0

First time asking a question on here, though I've benefitted from the wisdom and knowledge of the community for some time.

I am working in an AWS based environment where we've been provided with Python3 kernel in JupyterHub with Postgresql and Hive also. I want to make use of data stored in both PG and Hive all within a single Python notebook, but I haven't been able to figure out how to make the connection from Python to Hive.

I've been able to load CSV files hosted on AWS S3, but can't get connected to the tables in the Hive Databases. From what I'm seeing online, PyHive is the way, but I can't seem to get a successful connection.

I use a SSO with MFA to login to all the cloud apps on AWS. How do I make the connection to the Hive?

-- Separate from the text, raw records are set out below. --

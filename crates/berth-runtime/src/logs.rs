//! Per-app log files inside a container directory.

use std::fs::File;
use std::path::{Path, PathBuf};

use berth_common::error::{BerthError, Result};

/// Returns the log file path for an app.
#[must_use]
pub fn log_path(directory: &Path, app: &str) -> PathBuf {
    directory.join("logs").join(format!("{app}.log"))
}

/// Opens an app's log for appending, creating the log directory if needed.
///
/// # Errors
///
/// Returns an error if the directory or file cannot be created.
pub fn open_app_log(directory: &Path, app: &str) -> Result<File> {
    let path = log_path(directory, app);
    if let Some(parent) = path.parent() {
        std::fs::create_dir_all(parent).map_err(|e| BerthError::io(parent, e))?;
    }
    std::fs::OpenOptions::new()
        .create(true)
        .append(true)
        .open(&path)
        .map_err(|e| BerthError::io(path, e))
}

/// Reads an app's log. Returns an empty string if nothing was logged yet.
///
/// # Errors
///
/// Returns an error if the file exists but cannot be read.
pub fn read_logs(directory: &Path, app: &str) -> Result<String> {
    let path = log_path(directory, app);
    match std::fs::read_to_string(&path) {
        Ok(content) => Ok(content),
        Err(e) if e.kind() == std::io::ErrorKind::NotFound => Ok(String::new()),
        Err(e) => Err(BerthError::io(path, e)),
    }
}

#[cfg(test)]
mod tests {
    use std::io::Write;

    use super::*;

    #[test]
    fn log_path_is_constructed_correctly() {
        let p = log_path(Path::new("/var/lib/berth/containers/c1"), "web");
        assert_eq!(p, PathBuf::from("/var/lib/berth/containers/c1/logs/web.log"));
    }

    #[test]
    fn read_logs_missing_file_returns_empty() {
        let dir = tempfile::tempdir().expect("tempdir");
        let content = read_logs(dir.path(), "nonexistent").expect("should succeed");
        assert!(content.is_empty());
    }

    #[test]
    fn open_appends_across_handles() {
        let dir = tempfile::tempdir().expect("tempdir");
        writeln!(open_app_log(dir.path(), "web").expect("open 1"), "line one").expect("write");
        writeln!(open_app_log(dir.path(), "web").expect("open 2"), "line two").expect("write");

        let content = read_logs(dir.path(), "web").expect("read");
        assert_eq!(content, "line one\nline two\n");
    }

    #[test]
    fn separate_apps_have_separate_logs() {
        let dir = tempfile::tempdir().expect("tempdir");
        writeln!(open_app_log(dir.path(), "a").expect("open a"), "from a").expect("write");
        writeln!(open_app_log(dir.path(), "b").expect("open b"), "from b").expect("write");

        assert!(!read_logs(dir.path(), "a").expect("read a").contains("from b"));
        assert!(!read_logs(dir.path(), "b").expect("read b").contains("from a"));
    }
}
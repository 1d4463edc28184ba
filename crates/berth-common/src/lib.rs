//! # berth-common
//!
//! Shared types, manifests, error definitions, configuration models, and
//! constants used across the entire berth workspace.
//!
//! This crate is the leaf of the dependency graph. It depends on no other
//! internal crate and provides the foundational primitives that all other
//! crates build upon.

#![cfg_attr(test, allow(clippy::expect_used, clippy::unwrap_used))]

pub mod config;
pub mod constants;
pub mod error;
pub mod manifest;
pub mod types;
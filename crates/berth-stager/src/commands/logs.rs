//! `berth-stager logs`: print an app's captured output.

use std::io::Write;
use std::path::PathBuf;

use clap::Args;

/// Arguments for the `logs` command.
#[derive(Args, Debug)]
pub struct LogsArgs {
    /// Container directory.
    pub directory: PathBuf,

    /// App name.
    pub app: String,
}

/// Executes the `logs` command.
///
/// # Errors
///
/// Returns an error if the log exists but cannot be read.
pub fn execute(args: &LogsArgs) -> anyhow::Result<i32> {
    let logs = berth_runtime::logs::read_logs(&args.directory, &args.app)?;
    std::io::stdout().lock().write_all(logs.as_bytes())?;
    Ok(0)
}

Here's what I have so far:

def run_hive_query(db_session, query):
    
    db_user = db_session["Database User"]
    rds_token = db_session["RDS Token"]
    
    try:
        conn = hive.connect(host=hostname, port=port, username=db_user, password=rds_token, auth='CUSTOM')
        cur = conn.cursor()
        cur.execute("""{}""".format(query))
        query_results = cur.fetchall()
        return query_results   
    except Exception as e:
        return "Command failed due to {}".format(e)

Here's the error message:

"Command failed due to Could not start SASL: b'Error in sasl_client_start (-4) SASL(-4): no mechanism available: No worthy mechs found'"

I don't have admins on this environment. Is my only solution to request SASL be installed?

0 Answers0